The paraphrase on which they were engaged seems to have been intended by James as a supplement to the King James version of the Bible an undertaking which (it may be noted) he had broached before the General Assembly at Burntisland as early as 1601. On coming to England, according to Spottiswoode, he "set the most learned divines of that church a-work for the translation of the Bible . . . but the revising of the Psalms he made his own labour, and . . . went through a number of them, commending the rest to a faithful and learned servant, who hath therein answered his M. expectation."[2]
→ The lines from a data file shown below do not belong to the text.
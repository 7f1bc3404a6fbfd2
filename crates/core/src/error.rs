use crate::fields::FieldId;

/// A client-side submission check failed.
///
/// Carries the control that should receive focus and the message shown to the user.
#[derive(Debug, Clone, PartialEq, Eq, thiserror::Error)]
#[error("{message}")]
pub struct SubmissionError {
    pub field: FieldId,
    pub message: &'static str,
}

#[derive(Debug, thiserror::Error)]
pub enum KardexError {
    #[error("invalid input: {0}")]
    InvalidInput(String),
    #[error("failed to read field registry file: {0}")]
    RegistryRead(std::io::Error),
    #[error("field registry schema mismatch at {path}: {message}")]
    RegistrySchema { path: String, message: String },
    #[error("unknown patient path: {0}")]
    UnknownPatientPath(String),
    #[error("failed to deserialize record: {0}")]
    Deserialization(serde_json::Error),
    #[error("record has no patient object at '{0}'")]
    MissingPatient(&'static str),
    #[error("no record found for {kind} '{term}'")]
    NotFound { kind: String, term: String },
    #[error("backend request failed: {0}")]
    Backend(Box<dyn std::error::Error + Send + Sync>),
    #[error("submission blocked: {0}")]
    Submission(#[from] SubmissionError),
    #[error("server rejected the request: {0}")]
    Rejected(String),
    #[error("no movement selected")]
    NoMovementSelected,
}

pub type KardexResult<T> = std::result::Result<T, KardexError>;
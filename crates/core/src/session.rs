//! Intake session: the form plus everything that talks to the backend on its behalf.
//!
//! One session owns one form. Searches take `&self` so that several can be in flight at
//! once; their responses are sequenced so that only the latest is shown. Everything that
//! mutates the form takes `&mut self` and only touches the form once the backend call it
//! depends on has succeeded.

use crate::backend::KardexBackend;
use crate::config::CoreConfig;
use crate::fields::FieldId;
use crate::form::PatientForm;
use crate::hydration::{hydrate_ficha, FichaSummary};
use crate::lookup::{candidate_option, LookupKind, RequestSequencer, RutScan, SearchOutcome};
use crate::record::{FichaRecord, ReceptionRecord};
use crate::rules::{self, FieldState};
use crate::submission::{MarkReceivedRequest, MarkReceivedResponse, SubmitOutcome};
use crate::validation::check_before_submit;
use crate::{KardexError, KardexResult};
use kardex_types::NonEmptyText;
use serde_json::Value;
use std::sync::Arc;

pub struct IntakeSession<B> {
    backend: B,
    cfg: Arc<CoreConfig>,
    form: PatientForm,
    search_sequencer: RequestSequencer,
    reception_sequencer: RequestSequencer,
    rut_scan: RutScan,
    current: Option<FichaSummary>,
    reception: Option<ReceptionRecord>,
}

impl<B: KardexBackend> IntakeSession<B> {
    /// Start a session with an empty form in its initial rule state.
    pub fn new(backend: B, cfg: Arc<CoreConfig>) -> Self {
        let form = PatientForm::initialised(cfg.registry().clone());
        Self {
            backend,
            cfg,
            form,
            search_sequencer: RequestSequencer::new(),
            reception_sequencer: RequestSequencer::new(),
            rut_scan: RutScan::new(),
            current: None,
            reception: None,
        }
    }

    pub fn form(&self) -> &PatientForm {
        &self.form
    }

    pub fn form_mut(&mut self) -> &mut PatientForm {
        &mut self.form
    }

    /// The record currently loaded into the form, if any.
    pub fn current(&self) -> Option<&FichaSummary> {
        self.current.as_ref()
    }

    /// The movement currently selected for reception, if any.
    pub fn reception(&self) -> Option<&ReceptionRecord> {
        self.reception.as_ref()
    }

    /// Search records for the dropdown.
    ///
    /// A blank term issues no request but still supersedes searches in flight. Failed
    /// lookups are logged and returned; the form is never touched.
    pub async fn search(&self, kind: LookupKind, term: &str) -> KardexResult<SearchOutcome> {
        let ticket = self.search_sequencer.issue();
        let Ok(term) = NonEmptyText::new(term) else {
            return Ok(SearchOutcome::Current(Vec::new()));
        };

        let result = self.backend.lookup(kind, &term).await;
        if !self.search_sequencer.is_latest(ticket) {
            tracing::debug!(
                ticket = ticket.sequence(),
                "discarding superseded search response"
            );
            return Ok(SearchOutcome::Superseded);
        }

        let hits = result.inspect_err(|err| {
            tracing::warn!(%kind, %term, "record lookup failed: {err}");
        })?;
        let path = self.cfg.patient_path();
        let options = hits
            .iter()
            .filter_map(|hit| candidate_option(kind, hit, path))
            .collect();
        Ok(SearchOutcome::Current(options))
    }

    /// Fetch a record and hydrate the form from it.
    ///
    /// If the fetch fails or the response cannot be decoded the form is left exactly as
    /// it was.
    pub async fn select(&mut self, ficha_id: i64) -> KardexResult<FichaSummary> {
        let value = self.backend.fetch_ficha(ficha_id).await.inspect_err(|err| {
            tracing::warn!(ficha_id, "record fetch failed: {err}");
        })?;
        let ficha = FichaRecord::from_value(&value, self.cfg.patient_path())?;

        let summary = hydrate_ficha(&ficha, &mut self.form);
        tracing::info!(
            ficha_id,
            written = summary.report.written.len(),
            "record loaded into form"
        );
        self.current = Some(summary.clone());
        Ok(summary)
    }

    /// Search by `kind` and load the first hit into the form, as a page preloaded with a
    /// RUT or patient code does.
    ///
    /// # Errors
    ///
    /// Returns [`KardexError::InvalidInput`] for a blank term, [`KardexError::NotFound`]
    /// if nothing matches, or the backend error if the lookup or fetch fails. The form is
    /// unchanged in every error case.
    pub async fn load_first(&mut self, kind: LookupKind, term: &str) -> KardexResult<FichaSummary> {
        let term = NonEmptyText::new(term)
            .map_err(|err| KardexError::InvalidInput(format!("{kind} search: {err}")))?;
        tracing::info!(%kind, %term, "loading first match");

        let hits = self.backend.lookup(kind, &term).await.inspect_err(|err| {
            tracing::warn!(%kind, %term, "record lookup failed: {err}");
        })?;
        let Some(ficha_id) = hits.first().and_then(|hit| hit.get("id")).and_then(Value::as_i64)
        else {
            tracing::info!(%kind, %term, "no record found");
            return Err(KardexError::NotFound {
                kind: kind.to_string(),
                term: term.to_string(),
            });
        };

        self.select(ficha_id).await
    }

    /// Handle a scanned or typed RUT: look it up and load the first matching record.
    ///
    /// Returns `Ok(None)` when the value is blank or repeats the previous scan. Any
    /// failure forgets the scan so the same RUT can be retried.
    ///
    /// # Errors
    ///
    /// See [`IntakeSession::load_first`].
    pub async fn scan_rut(&mut self, raw: &str) -> KardexResult<Option<FichaSummary>> {
        let Some(rut) = self.rut_scan.accept(raw) else {
            return Ok(None);
        };
        match self.load_first(LookupKind::Rut, rut.as_str()).await {
            Ok(summary) => Ok(Some(summary)),
            Err(err) => {
                self.rut_scan.reset();
                Err(err)
            }
        }
    }

    /// Toggle a status flag checkbox and re-apply the field rules.
    pub fn set_flag(&mut self, flag: FieldId, checked: bool) -> KardexResult<FieldState> {
        if !flag.is_flag() {
            return Err(KardexError::InvalidInput(format!(
                "'{flag}' is not a patient status flag"
            )));
        }
        self.form.set_checked(flag, checked);
        Ok(rules::apply_rules(&mut self.form))
    }

    /// Validate and submit the form to `action`.
    ///
    /// Client-side checks run first; a failure focuses the offending control and returns
    /// [`KardexError::Submission`] without contacting the backend. Server-side field errors
    /// are attached to their controls.
    pub async fn submit(&mut self, action: &str, csrf_token: &str) -> KardexResult<SubmitOutcome> {
        check_before_submit(&mut self.form)?;

        let data = self.form.form_data(csrf_token);
        tracing::info!(action, fields = data.len(), "submitting intake form");
        let response = self.backend.submit_form(action, &data).await?;

        let outcome = response.resolve(&mut self.form);
        if let SubmitOutcome::Rejected { message, .. } = &outcome {
            tracing::info!(?message, "intake form rejected by server");
        }
        Ok(outcome)
    }

    /// Search movements awaiting reception.
    pub async fn search_receptions(&self, term: &str) -> KardexResult<SearchOutcome> {
        let ticket = self.reception_sequencer.issue();
        let Ok(term) = NonEmptyText::new(term) else {
            return Ok(SearchOutcome::Current(Vec::new()));
        };

        let result = self.backend.search_receptions(&term).await;
        if !self.reception_sequencer.is_latest(ticket) {
            return Ok(SearchOutcome::Superseded);
        }
        let options = result.inspect_err(|err| {
            tracing::warn!(%term, "reception search failed: {err}");
        })?;
        Ok(SearchOutcome::Current(options))
    }

    /// Select a movement for reception.
    pub async fn select_reception(&mut self, movement_id: i64) -> KardexResult<ReceptionRecord> {
        let value = self.backend.fetch_reception(movement_id).await?;
        let record = ReceptionRecord::from_value(&value)?;
        self.reception = Some(record.clone());
        Ok(record)
    }

    /// Mark the selected movement as received.
    ///
    /// # Errors
    ///
    /// Returns [`KardexError::NoMovementSelected`] if no movement was selected and
    /// [`KardexError::Rejected`] if the backend answers `ok: false`.
    pub async fn receive(
        &mut self,
        request: &MarkReceivedRequest,
        csrf_token: &str,
    ) -> KardexResult<MarkReceivedResponse> {
        let movement_id = self
            .reception
            .as_ref()
            .map(|r| r.movement_id)
            .ok_or(KardexError::NoMovementSelected)?;

        let response = self
            .backend
            .mark_received(movement_id, request, csrf_token)
            .await?;
        if !response.ok {
            let message = response
                .error
                .clone()
                .unwrap_or_else(|| "could not register the reception".to_string());
            return Err(KardexError::Rejected(message));
        }

        tracing::info!(movement_id, "movement marked as received");
        self.reception = None;
        Ok(response)
    }
}
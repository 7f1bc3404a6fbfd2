//! Field-rule engine.
//!
//! Maps the three patient status flags to the enabled/required state of the governed
//! fields. Each governed field starts enabled and optional; every one of the eight flag
//! combinations then disables a fixed set and marks a fixed set required. The match in
//! [`rule_row`] is exhaustive over the combinations, so exactly one row applies.

use crate::fields::FieldId;
use crate::form::PatientForm;
use serde::{Deserialize, Serialize};
use std::collections::BTreeMap;

/// Patient status as read from the newborn/foreign/deceased checkboxes.
#[derive(Clone, Copy, Debug, Default, PartialEq, Eq, Hash, Serialize, Deserialize)]
pub struct PatientFlags {
    pub newborn: bool,
    pub foreign_national: bool,
    pub deceased: bool,
}

impl PatientFlags {
    pub fn new(newborn: bool, foreign_national: bool, deceased: bool) -> Self {
        Self {
            newborn,
            foreign_national,
            deceased,
        }
    }

    /// All eight combinations, in (newborn, foreign, deceased) binary order.
    pub fn all() -> impl Iterator<Item = PatientFlags> {
        (0u8..8).map(|bits| PatientFlags::new(bits & 4 != 0, bits & 2 != 0, bits & 1 != 0))
    }
}

#[derive(Clone, Copy, Debug, PartialEq, Eq, Serialize, Deserialize)]
pub struct FieldRequirement {
    pub enabled: bool,
    pub required: bool,
}

/// Computed state of every governed field for one flag combination.
#[derive(Clone, Debug, PartialEq, Eq, Serialize)]
pub struct FieldState(BTreeMap<FieldId, FieldRequirement>);

impl FieldState {
    pub fn get(&self, field: FieldId) -> Option<FieldRequirement> {
        self.0.get(&field).copied()
    }

    pub fn iter(&self) -> impl Iterator<Item = (FieldId, FieldRequirement)> + '_ {
        self.0.iter().map(|(f, r)| (*f, *r))
    }

    pub fn enabled_fields(&self) -> Vec<FieldId> {
        self.iter().filter(|(_, r)| r.enabled).map(|(f, _)| f).collect()
    }

    pub fn disabled_fields(&self) -> Vec<FieldId> {
        self.iter().filter(|(_, r)| !r.enabled).map(|(f, _)| f).collect()
    }

    pub fn required_fields(&self) -> Vec<FieldId> {
        self.iter().filter(|(_, r)| r.required).map(|(f, _)| f).collect()
    }
}

use FieldId::{
    DeathDate, ForeignId, MotherNationalId, NationalId, Occupation, PartnerName, Passport,
    TempGuardianId, UseMotherAsGuardian,
};

/// Disabled and required fields for one flag combination.
fn rule_row(flags: PatientFlags) -> (&'static [FieldId], &'static [FieldId]) {
    match (flags.newborn, flags.foreign_national, flags.deceased) {
        (false, false, false) => (
            &[ForeignId, Passport, TempGuardianId, UseMotherAsGuardian, DeathDate],
            &[NationalId],
        ),
        (false, false, true) => (
            &[ForeignId, Passport, TempGuardianId, UseMotherAsGuardian],
            &[DeathDate, NationalId],
        ),
        (true, false, false) => (
            &[ForeignId, Passport, Occupation, PartnerName, DeathDate],
            &[TempGuardianId, MotherNationalId],
        ),
        (true, false, true) => (
            &[ForeignId, Passport, Occupation, PartnerName],
            &[DeathDate, MotherNationalId],
        ),
        (false, true, false) => (
            &[TempGuardianId, UseMotherAsGuardian, Occupation, DeathDate],
            &[],
        ),
        (false, true, true) => (
            &[TempGuardianId, UseMotherAsGuardian, Occupation],
            &[DeathDate],
        ),
        (true, true, false) => (
            &[Occupation, PartnerName, DeathDate],
            &[TempGuardianId, MotherNationalId],
        ),
        (true, true, true) => (&[Occupation, PartnerName], &[DeathDate, MotherNationalId]),
    }
}

/// Compute the state of every governed field for `flags`.
pub fn compute_field_state(flags: PatientFlags) -> FieldState {
    let (disabled, required) = rule_row(flags);
    let state = FieldId::GOVERNED
        .into_iter()
        .map(|field| {
            let enabled = !disabled.contains(&field);
            let requirement = FieldRequirement {
                enabled,
                required: enabled && required.contains(&field),
            };
            (field, requirement)
        })
        .collect();
    FieldState(state)
}

/// Write `state` into the form.
///
/// Controls that are disabled are cleared and lose their required marker. Enabled
/// controls take the computed required marker and keep their value.
pub fn apply_field_state(form: &mut PatientForm, state: &FieldState) {
    for (field, requirement) in state.iter() {
        let control = form.control_mut(field);
        control.enabled = requirement.enabled;
        if requirement.enabled {
            control.required = requirement.required;
        } else {
            control.clear();
            control.required = false;
        }
    }
}

/// Recompute field state from the form's own flag checkboxes and apply it.
pub fn apply_rules(form: &mut PatientForm) -> FieldState {
    let flags = form.flags();
    let state = compute_field_state(flags);
    tracing::debug!(
        ?flags,
        disabled = ?state.disabled_fields(),
        required = ?state.required_fields(),
        "applying field rules"
    );
    apply_field_state(form, &state);
    state
}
Having obtained a privilege from Charles in 1627, Alex- ander published in that year and reissued in 1631 what purported to be King James's paraphrase, and another entirely different version in i636.[3] Neither of these is at all like the MS. paraphrase in the British Museum, which contains rough drafts in the King's hand (with fair copies in some cases) of Psalms 1-7, 9-21, 29, 47, 100, 125, 128, 133, 148, 150, Eccles. xii, the Lord's Prayer (cf. App. II, IX) and Deut. xxxii. The initials J. D. R. S. (Jacobus Dominus Rex Scotia?), frequently signed to the rough drafts, indicate that they were made before the King left Scotland. It is not impossible, therefore, that Alexander's first edition was based on a later paraphrase in which he and James collaborated; the royal recommendation opposite the title-page of the 1631 edition testifies explicitly to James's authorship.

  1. Drummond's Works, p. 151.
  2. History of the Church of Scotland, ed. 1847, Vol. III, p. 99.
  3. Bound up in 1637 with the Book of Common Prayer … for the Use of the Church of Scotland. The attempt to enforce the use of this service caused the Edinburgh Presbyterian Riot of July 23, 1637.